*EXERCISE DESCRIPTION:* Copy out, from the data, each line containing the string "Serialize".

*DATA FOR THIS EXERCISE:*
================

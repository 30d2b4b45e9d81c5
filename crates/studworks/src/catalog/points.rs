use serde::Serialize;

/// Purchasable points bundle. A fixed storefront table, not computed.
#[derive(Debug, Clone, Copy, PartialEq, Eq, Serialize)]
pub struct PointsPackage {
    pub id: &'static str,
    pub points: u32,
    pub price_rubles: u32,
    pub bonus: u32,
}

impl PointsPackage {
    /// Points landing on the balance when the package is bought.
    pub const fn credited_points(&self) -> u32 {
        self.points + self.bonus
    }

    pub fn discount_percent(&self) -> u8 {
        discount_percent_for(self.points)
    }
}

pub const POINTS_PACKAGES: &[PointsPackage] = &[
    PointsPackage {
        id: "100",
        points: 100,
        price_rubles: 100,
        bonus: 0,
    },
    PointsPackage {
        id: "600",
        points: 600,
        price_rubles: 550,
        bonus: 50,
    },
    PointsPackage {
        id: "1500",
        points: 1500,
        price_rubles: 1300,
        bonus: 150,
    },
    PointsPackage {
        id: "3000",
        points: 3000,
        price_rubles: 2500,
        bonus: 500,
    },
];

pub fn package_by_id(id: &str) -> Option<&'static PointsPackage> {
    POINTS_PACKAGES.iter().find(|package| package.id == id)
}

// Descending thresholds; the largest threshold at or below the purchased
// amount wins.
const DISCOUNT_TIERS: &[(u32, u8)] = &[(1500, 15), (600, 10), (100, 5)];

/// Storefront discount percentage earned by a points purchase.
pub fn discount_percent_for(points: u32) -> u8 {
    for (threshold, percent) in DISCOUNT_TIERS {
        if points >= *threshold {
            return *percent;
        }
    }
    0
}

#[cfg(test)]
mod tests {
    use super::*;

    #[test]
    fn lookup_is_by_exact_key() {
        let package = package_by_id("600").expect("package exists");
        assert_eq!(package.points, 600);
        assert_eq!(package.credited_points(), 650);
        assert!(package_by_id("601").is_none());
        assert!(package_by_id("").is_none());
    }

    #[test]
    fn discount_uses_largest_threshold_at_or_below() {
        assert_eq!(discount_percent_for(99), 0);
        assert_eq!(discount_percent_for(100), 5);
        assert_eq!(discount_percent_for(599), 5);
        assert_eq!(discount_percent_for(600), 10);
        assert_eq!(discount_percent_for(1499), 10);
        assert_eq!(discount_percent_for(1500), 15);
        assert_eq!(discount_percent_for(3000), 15);
    }

    #[test]
    fn every_package_resolves_its_own_tier() {
        let percents: Vec<u8> = POINTS_PACKAGES
            .iter()
            .map(|package| package.discount_percent())
            .collect();
        assert_eq!(percents, vec![5, 10, 15, 15]);
    }
}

================

*WRITTEN ANSWER:*
use serde::Serialize;
#[derive(Debug, Clone, Copy, PartialEq, Eq, Serialize)]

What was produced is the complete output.